◆ Exercise instructions ◆
Only a number is expected in reply: the count of lines below where the word "defaults" occurs.

◆ Supplied data ◆
//! Simulation settings
//!
//! Loaded from JSON; every field has a default so partial files work.

use std::path::Path;

use glam::DVec3;
use serde::{Deserialize, Serialize};
use thiserror::Error;

use crate::consts::*;
use crate::sim::ReferenceFrame;

/// Settings load/validation failures
#[derive(Error, Debug)]
pub enum SettingsError {
    /// Reading or writing the settings file failed
    #[error("settings I/O failed: {0}")]
    Io(#[from] std::io::Error),

    /// The file is not valid settings JSON
    #[error("settings JSON is malformed: {0}")]
    Parse(#[from] serde_json::Error),

    /// A value is out of its allowed range
    #[error("invalid setting `{field}`: {reason}")]
    Invalid {
        /// Offending field name
        field: &'static str,
        /// What is wrong with it
        reason: String,
    },
}

/// Cannon and integration parameters
#[derive(Debug, Clone, PartialEq, Serialize, Deserialize)]
#[serde(default)]
pub struct Settings {
    /// Rotation rate about +y (rad/s)
    pub angular_velocity: f64,
    /// Muzzle speed in the rotating frame (units/s)
    pub bullet_speed: f64,
    /// Maximum bullets in flight at one time
    pub max_bullets: usize,
    /// Cull radius (units)
    pub max_bullet_distance: f64,
    /// Spawn distance along the barrel from the rotation axis
    pub muzzle_offset: f64,
    /// Integrator calls per tick
    pub substeps: u32,
    /// Playback speed in [0, 1], scales the simulated time per tick
    pub time_scale: f64,

    // === Auto fire ===
    pub auto_fire: bool,
    /// Bullets per second
    pub fire_frequency: f64,

    // === Display ===
    /// Frame used for readouts and the traced path
    pub reference_frame: ReferenceFrame,
    /// Pause the simulation once the current bullet passes this radius
    pub pause_distance: Option<f64>,
}

impl Default for Settings {
    fn default() -> Self {
        Self {
            angular_velocity: 0.0,
            bullet_speed: 1.0,
            max_bullets: 1,
            max_bullet_distance: 10.0,
            muzzle_offset: 0.5,
            substeps: DEFAULT_SUBSTEPS,
            time_scale: 1.0,

            auto_fire: false,
            fire_frequency: 1.0,

            reference_frame: ReferenceFrame::Rotating,
            pause_distance: None,
        }
    }
}

impl Settings {
    /// Frame angular velocity vector
    #[inline]
    pub fn omega(&self) -> DVec3 {
        DVec3::Y * self.angular_velocity
    }

    /// Parse and validate settings JSON
    pub fn from_json(json: &str) -> Result<Self, SettingsError> {
        let settings: Settings = serde_json::from_str(json)?;
        settings.validate()?;
        Ok(settings)
    }

    pub fn to_json(&self) -> Result<String, SettingsError> {
        Ok(serde_json::to_string_pretty(self)?)
    }

    /// Load settings from a JSON file
    pub fn load(path: impl AsRef<Path>) -> Result<Self, SettingsError> {
        let path = path.as_ref();
        let json = std::fs::read_to_string(path)?;
        let settings = Self::from_json(&json)?;
        log::info!("Loaded settings from {}", path.display());
        Ok(settings)
    }

    /// Write settings to a JSON file
    pub fn save(&self, path: impl AsRef<Path>) -> Result<(), SettingsError> {
        let path = path.as_ref();
        std::fs::write(path, self.to_json()?)?;
        log::info!("Settings saved to {}", path.display());
        Ok(())
    }

    /// Check every value is in range
    pub fn validate(&self) -> Result<(), SettingsError> {
        fn invalid(field: &'static str, reason: impl Into<String>) -> Result<(), SettingsError> {
            Err(SettingsError::Invalid {
                field,
                reason: reason.into(),
            })
        }

        if !self.angular_velocity.is_finite() || self.angular_velocity.abs() > MAX_ANGULAR_VELOCITY {
            return invalid(
                "angular_velocity",
                format!("must be within ±{MAX_ANGULAR_VELOCITY} rad/s, got {}", self.angular_velocity),
            );
        }
        if !(0.0..=MAX_BULLET_SPEED).contains(&self.bullet_speed) {
            return invalid(
                "bullet_speed",
                format!("must be within 0..={MAX_BULLET_SPEED}, got {}", self.bullet_speed),
            );
        }
        if !self.max_bullet_distance.is_finite() || self.max_bullet_distance <= 0.0 {
            return invalid("max_bullet_distance", "must be positive");
        }
        if !self.muzzle_offset.is_finite()
            || self.muzzle_offset < 0.0
            || self.muzzle_offset >= self.max_bullet_distance
        {
            return invalid("muzzle_offset", "must be within [0, max_bullet_distance)");
        }
        if self.substeps == 0 {
            return invalid("substeps", "must be at least 1");
        }
        if !(0.0..=1.0).contains(&self.time_scale) {
            return invalid("time_scale", format!("must be within 0..=1, got {}", self.time_scale));
        }
        if !self.fire_frequency.is_finite() || self.fire_frequency <= 0.0 {
            return invalid("fire_frequency", "must be positive");
        }
        if let Some(d) = self.pause_distance {
            if !d.is_finite() || d <= 0.0 {
                return invalid("pause_distance", "must be positive");
            }
        }
        Ok(())
    }
}
//! Fixed timestep simulation tick
//!
//! Core loop that advances the cannon frame and its bullets deterministically.

use super::frame::{ReferenceFrame, advance_orientation, wrap_degrees};
use super::state::{SimEvent, SimPhase, SimulationState};

/// Input commands for a single tick (deterministic)
#[derive(Debug, Clone, Default)]
pub struct TickInput {
    /// Fire the cannon
    pub fire: bool,
    /// Pause toggle
    pub pause: bool,
    /// New rotation rate (rad/s about +y)
    pub angular_velocity: Option<f64>,
    /// Switch reporting frame
    pub reference_frame: Option<ReferenceFrame>,
    /// New playback speed in [0, 1]
    pub time_scale: Option<f64>,
}

/// Advance the simulation by one fixed timestep.
///
/// `dt` is wall time; simulated time advances by `dt * time_scale`.
pub fn tick(state: &mut SimulationState, input: &TickInput, dt: f64) {
    if input.pause {
        state.toggle_pause();
    }

    // Controls apply while paused and take effect on resume
    if let Some(angular_velocity) = input.angular_velocity {
        state.set_angular_velocity(angular_velocity);
    }
    if let Some(frame) = input.reference_frame {
        state.set_reference_frame(frame);
    }
    if let Some(time_scale) = input.time_scale {
        state.set_time_scale(time_scale);
    }

    if state.phase == SimPhase::Paused {
        return;
    }

    let dt = dt * state.settings.time_scale;

    // Every bullet this tick sees the same rotation
    let omega = state.omega();

    if input.fire {
        state.fire();
    }
    if state.settings.auto_fire && state.settings.fire_frequency > 0.0 {
        let period = 1.0 / state.settings.fire_frequency;
        state.auto_fire_clock += dt;
        if state.auto_fire_clock > period {
            state.fire();
            // Carry the remainder so the rate does not round to whole ticks
            state.auto_fire_clock %= period;
        }
    }

    state.time_ticks += 1;

    // Turn the cannon frame
    state.orientation = advance_orientation(state.orientation, omega, dt);
    state.angle = wrap_degrees(state.angle + omega.y.to_degrees() * dt);

    // Integrate bullets with fixed substeps
    let substeps = state.settings.substeps.max(1);
    let sub_dt = dt / substeps as f64;
    for bullet in &mut state.bullets {
        bullet.advance(omega, sub_dt, substeps);
    }

    cull_out_of_bounds(state);
    check_pause_distance(state);
    state.record_path();
}

/// Remove bullets past their cull radius
fn cull_out_of_bounds(state: &mut SimulationState) {
    let mut culled = Vec::new();
    state.bullets.retain(|bullet| {
        if bullet.is_out_of_bounds() {
            culled.push((bullet.id, bullet.particle.position));
            false
        } else {
            true
        }
    });

    for (id, position) in culled {
        log::debug!("Bullet {id} out of bounds at distance {:.3}", position.length());
        if state.current_bullet == Some(id) {
            state.current_bullet = None;
        }
        state.push_event(SimEvent::OutOfBounds { id, position });
    }

    if state.bullets.is_empty() {
        state.current_bullet = None;
        state.reset_path();
    }
}

/// Pause once when the current bullet first passes the pause distance
fn check_pause_distance(state: &mut SimulationState) {
    let Some(pause_distance) = state.settings.pause_distance else {
        return;
    };
    if state.paused_on_current() {
        return;
    }
    let Some(bullet) = state.current() else {
        return;
    };
    if bullet.particle.distance() <= pause_distance {
        return;
    }

    let event = SimEvent::ReachedPauseDistance {
        id: bullet.id,
        position: bullet.particle.position,
        velocity: bullet.particle.velocity,
        omega: state.omega(),
    };
    log::debug!("Bullet {} reached pause distance {pause_distance}", bullet.id);

    state.mark_paused_on_current();
    state.phase = SimPhase::Paused;
    state.push_event(event);
}
//! Coriolis Lab entry point
//!
//! Runs the cannon simulation headless and streams the current bullet's
//! readout to stdout as JSON lines.
//!
//! Usage: `coriolis-lab [settings.json] [seconds]`

use std::io::{self, BufWriter, Write};
use std::process::ExitCode;

use serde::Serialize;

use coriolis_lab::Settings;
use coriolis_lab::consts::SIM_DT;
use coriolis_lab::sim::{Readout, SimEvent, SimulationState, TickInput, tick};

/// Simulated time when none is given on the command line
const DEFAULT_RUN_SECONDS: f64 = 20.0;

/// One line of output
#[derive(Serialize)]
struct Record {
    tick: u64,
    time: f64,
    #[serde(flatten)]
    readout: Readout,
}

fn main() -> ExitCode {
    env_logger::init();

    let mut args = std::env::args().skip(1);
    let settings = match args.next() {
        Some(path) => match Settings::load(&path) {
            Ok(settings) => settings,
            Err(e) => {
                log::error!("Could not load settings from {path}: {e}");
                return ExitCode::FAILURE;
            }
        },
        None => {
            log::info!("Using default settings");
            Settings::default()
        }
    };

    let seconds = match args.next() {
        None => DEFAULT_RUN_SECONDS,
        Some(arg) => match arg.parse::<f64>() {
            Ok(s) if s.is_finite() && s > 0.0 => s,
            _ => {
                log::error!("Run time must be a positive number of seconds, got {arg:?}");
                return ExitCode::FAILURE;
            }
        },
    };

    match run(settings, seconds) {
        Ok(()) => ExitCode::SUCCESS,
        Err(e) => {
            log::error!("Failed writing trajectory: {e}");
            ExitCode::FAILURE
        }
    }
}

/// Fire once and record until every bullet has left (or time runs out)
fn run(settings: Settings, seconds: f64) -> io::Result<()> {
    let keep_firing = settings.auto_fire;
    let mut state = SimulationState::new(settings);
    let max_ticks = (seconds / SIM_DT).ceil() as u64;

    log::info!(
        "Coriolis Lab starting: omega = {} rad/s, speed = {}, {} ticks",
        state.settings.angular_velocity,
        state.settings.bullet_speed,
        max_ticks
    );

    let stdout = io::stdout();
    let mut out = BufWriter::new(stdout.lock());
    let mut input = TickInput {
        fire: true,
        ..Default::default()
    };

    for _ in 0..max_ticks {
        tick(&mut state, &input, SIM_DT);
        input = TickInput::default();

        for event in state.drain_events() {
            match event {
                SimEvent::Fired { id } => log::debug!("Bullet {id} fired"),
                SimEvent::OutOfBounds { id, position } => {
                    log::info!("Bullet {id} left the arena at {position:?}");
                }
                SimEvent::ReachedPauseDistance { id, velocity, .. } => {
                    // No one to answer the activity here: carry on next tick
                    log::info!("Bullet {id} reached the pause distance moving at {velocity:?}");
                    input.pause = true;
                }
            }
        }

        let record = Record {
            tick: state.time_ticks,
            time: state.time_ticks as f64 * SIM_DT,
            readout: state.readout(),
        };
        serde_json::to_writer(&mut out, &record)?;
        writeln!(out)?;

        if state.bullets.is_empty() && !keep_firing {
            break;
        }
    }

    out.flush()?;
    log::info!("Coriolis Lab finished after {} ticks", state.time_ticks);
    Ok(())
}
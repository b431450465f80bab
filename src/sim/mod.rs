//! Deterministic simulation module
//!
//! All physics lives here. This module must be pure and deterministic:
//! - Fixed timestep only, sub-stepped by the caller
//! - Stable iteration order (by bullet ID)
//! - No rendering or platform dependencies

pub mod forces;
pub mod frame;
pub mod integrator;
pub mod state;
pub mod tick;

pub use forces::{centrifugal, coriolis, jacobi_energy, pseudo_acceleration};
pub use frame::{
    ReferenceFrame, advance_orientation, frame_rotation_rate, frequency_from_omega,
    omega_from_frequency, position_to_lab, position_to_rotating, velocity_to_lab,
    velocity_to_rotating, wrap_degrees,
};
pub use integrator::{IntegratorError, ParticleState, step, try_step};
pub use state::{Bullet, Readout, SimEvent, SimPhase, SimulationState};
pub use tick::{TickInput, tick};
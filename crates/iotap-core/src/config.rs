//! Runtime configuration.
//!
//! Everything is driven by environment variables: the collector lives inside
//! an I/O interposer and must never read a config file itself. Invalid
//! values are logged once and replaced by defaults; a misconfigured
//! environment degrades, it never disables telemetry.

use std::num::ParseIntError;

use once_cell::sync::Lazy;
use thiserror::Error;

use crate::sync::DEFAULT_BUCKET_COUNT;

/// Shards per concurrent map.
pub const ENV_BUCKET_COUNT: &str = "IOTAP_BUCKET_COUNT";
/// Distinct (thread, path) entries the aggregator holds before dropping.
pub const ENV_MAX_POOL_ENTRIES: &str = "IOTAP_MAX_POOL_ENTRIES";

pub const DEFAULT_MAX_POOL_ENTRIES: u64 = 10_000;

#[derive(Debug, Error)]
pub enum ConfigError {
    #[error("invalid value `{value}` for {var}: {source}")]
    Invalid {
        var: &'static str,
        value: String,
        source: ParseIntError,
    },
    #[error("{var} must be at least 1")]
    Zero { var: &'static str },
}

#[derive(Debug, Clone, PartialEq, Eq)]
pub struct Config {
    pub bucket_count: usize,
    pub max_pool_entries: u64,
}

impl Default for Config {
    fn default() -> Self {
        Self {
            bucket_count: DEFAULT_BUCKET_COUNT,
            max_pool_entries: DEFAULT_MAX_POOL_ENTRIES,
        }
    }
}

impl Config {
    /// Read the environment, falling back to defaults on any invalid value.
    pub fn load() -> Self {
        match Self::from_env() {
            Ok(config) => config,
            Err(error) => {
                tracing::warn!(%error, "invalid iotap configuration, using defaults");
                Self::default()
            }
        }
    }

    pub fn from_env() -> Result<Self, ConfigError> {
        Self::from_vars(
            std::env::var(ENV_BUCKET_COUNT).ok(),
            std::env::var(ENV_MAX_POOL_ENTRIES).ok(),
        )
    }

    fn from_vars(
        bucket_count: Option<String>,
        max_pool_entries: Option<String>,
    ) -> Result<Self, ConfigError> {
        let mut config = Self::default();
        if let Some(raw) = bucket_count {
            let parsed: usize = raw.parse().map_err(|source| ConfigError::Invalid {
                var: ENV_BUCKET_COUNT,
                value: raw.clone(),
                source,
            })?;
            if parsed == 0 {
                return Err(ConfigError::Zero {
                    var: ENV_BUCKET_COUNT,
                });
            }
            config.bucket_count = parsed;
        }
        if let Some(raw) = max_pool_entries {
            config.max_pool_entries = raw.parse().map_err(|source| ConfigError::Invalid {
                var: ENV_MAX_POOL_ENTRIES,
                value: raw.clone(),
                source,
            })?;
        }
        Ok(config)
    }
}

static CONFIG: Lazy<Config> = Lazy::new(Config::load);

/// The process-wide configuration, read once.
pub fn config() -> &'static Config {
    &CONFIG
}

◆ Finished exercise ◆
3